The function of softmax
for classification, the function of softmax is to calculate the probability that the sample belongs to each category from the sample value. For example, for handwritten numeral recognition, softmax model obtains the probability values of 0-9 from the given pixel value of handwritten image, and the sum of these probability values is 1. The predicted results take the number represented by the maximum probability as the classification of this picture.
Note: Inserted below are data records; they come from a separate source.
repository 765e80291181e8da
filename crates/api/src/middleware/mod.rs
pub mod request_id;
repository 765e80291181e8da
use adrotate_core::types::Issue;
use adrotate_core::RotationStore;
use chrono::{NaiveDate, TimeDelta};
use std::collections::HashSet;
use tracing::{debug, info, warn};

use crate::WorkerState;

#[derive(Debug, Default, PartialEq, Eq)]
pub struct SweepSummary {
    pub passes: usize,
    pub selections: usize,
    pub confirmed_issues: usize,
    pub recorded: usize,
    pub errors: usize,
}

/// Inclusive range of issue dates that get a rotation pass on `today`. The
/// end saturates at `NaiveDate::MAX`.
pub fn rotation_window(today: NaiveDate, lookahead_days: i64) -> (NaiveDate, NaiveDate) {
    let end = TimeDelta::try_days(lookahead_days.max(0))
        .and_then(|ahead| today.checked_add_signed(ahead))
        .unwrap_or(NaiveDate::MAX);
    (today, end)
}

pub async fn run_sweep(state: &WorkerState, today: NaiveDate) -> anyhow::Result<SweepSummary> {
    let (from, to) = rotation_window(today, state.lookahead_days);
    let mut summary = SweepSummary::default();

    // Confirmations land before the next issue in line reads the cursors.
    let sent: Vec<Issue> = adrotate_db::queries::issues::list_sent_unconfirmed(&state.db)
        .await?
        .into_iter()
        .map(Into::into)
        .collect();
    confirm_sent(state.store.as_ref(), &sent, &mut summary).await;

    let awaiting: Vec<Issue> = adrotate_db::queries::issues::list_awaiting_rotation(&state.db, from, to)
        .await?
        .into_iter()
        .map(Into::into)
        .collect();
    rotate_awaiting(state.store.as_ref(), &awaiting, &mut summary).await;

    info!(
        %from,
        %to,
        passes = summary.passes,
        selections = summary.selections,
        confirmed_issues = summary.confirmed_issues,
        recorded = summary.recorded,
        errors = summary.errors,
        "sweep complete"
    );

    Ok(summary)
}

/// Confirms `sent`, then rotates `awaiting`. A failing issue is logged and
/// counted; the rest of the sweep carries on.
pub async fn process_issues<S>(store: &S, awaiting: &[Issue], sent: &[Issue]) -> SweepSummary
where
    S: RotationStore + ?Sized,
{
    let mut summary = SweepSummary::default();
    confirm_sent(store, sent, &mut summary).await;
    rotate_awaiting(store, awaiting, &mut summary).await;
    summary
}

async fn confirm_sent<S>(store: &S, sent: &[Issue], summary: &mut SweepSummary)
where
    S: RotationStore + ?Sized,
{
    for issue in sent {
        match adrotate_core::confirm_usage(store, &issue.id, issue.issue_date).await {
            Ok(report) => {
                summary.confirmed_issues += 1;
                summary.recorded += report.recorded;
                summary.errors += report.failures.len();
            }
            Err(err) => {
                warn!(issue_id = %issue.id, error = %err, "usage confirmation failed");
                summary.errors += 1;
            }
        }
    }
}

/// Rotation state only moves on confirmation, so a publication gets at most
/// one new pass per sweep: its earliest awaiting issue. Later issues wait
/// until that one is confirmed.
async fn rotate_awaiting<S>(store: &S, awaiting: &[Issue], summary: &mut SweepSummary)
where
    S: RotationStore + ?Sized,
{
    let mut ordered: Vec<&Issue> = awaiting.iter().collect();
    ordered.sort_by(|a, b| a.issue_date.cmp(&b.issue_date).then(a.id.cmp(&b.id)));

    let mut rotated: HashSet<&str> = HashSet::new();
    for issue in ordered {
        if rotated.contains(issue.publication_id.as_str()) {
            debug!(issue_id = %issue.id, "earlier issue rotated this sweep, deferring");
            continue;
        }
        match adrotate_core::run_rotation_pass(store, &issue.id).await {
            Ok(pass) => {
                if !pass.skipped {
                    rotated.insert(issue.publication_id.as_str());
                    summary.passes += 1;
                    summary.selections += pass.selections.len();
                }
                summary.errors += pass.failures.len();
            }
            Err(err) => {
                warn!(issue_id = %issue.id, error = %err, "rotation pass failed");
                summary.errors += 1;
            }
        }
    }
}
x1,x2,x3 represent the input value, b1,b2,b3 represent the offset of category 1, 2, 3, because the input value may have irrelevant interference.
Write the figure above as an equation
\[ \left[\begin{matrix}temp_1\\temp_2\\temp_3\end{matrix}\right] =\left(\begin{matrix}W_{1,1}x_1+W_{1,2}x_2+W_{1,3}x_3+b_1\\ W_{2,1}x_1+W_{2,2}x_2+W_{2,3}x_3+b_2\\ W_{3,1}x_1+W_{3,2}x_2+W_{3,3}x_3+b_3\end{matrix}\right)\\ \left[\begin{matrix}y_1\\y_2\\y_3\end{matrix}\right] =softmax\left(\begin{matrix}temp_1\\ temp_2\\ temp_3\end{matrix}\right)\\ Where y_i = softmax (temp_i) = \ frac {exp (temp_i)} {\ sum {J = 0} ^ {n} exp (temp_j)}}\ Y ﹣ 1, y ﹣ 2, y ﹣ 3, respectively, represent the probability value that the sample belongs to category 1, 2, 3. \]
in neural network, the accuracy of classification is improved by training the weight value W and the bias value b in the training set training model.
(the training method is to define a loss function (representing the difference between the predicted value and the real value), and then use the gradient descent method (by calculating the partial derivative of W and b) to minimize the loss function. The specific process is a little complicated. The following is just to directly use the tensorflow function to realize, and then supplement the principle if there is time.)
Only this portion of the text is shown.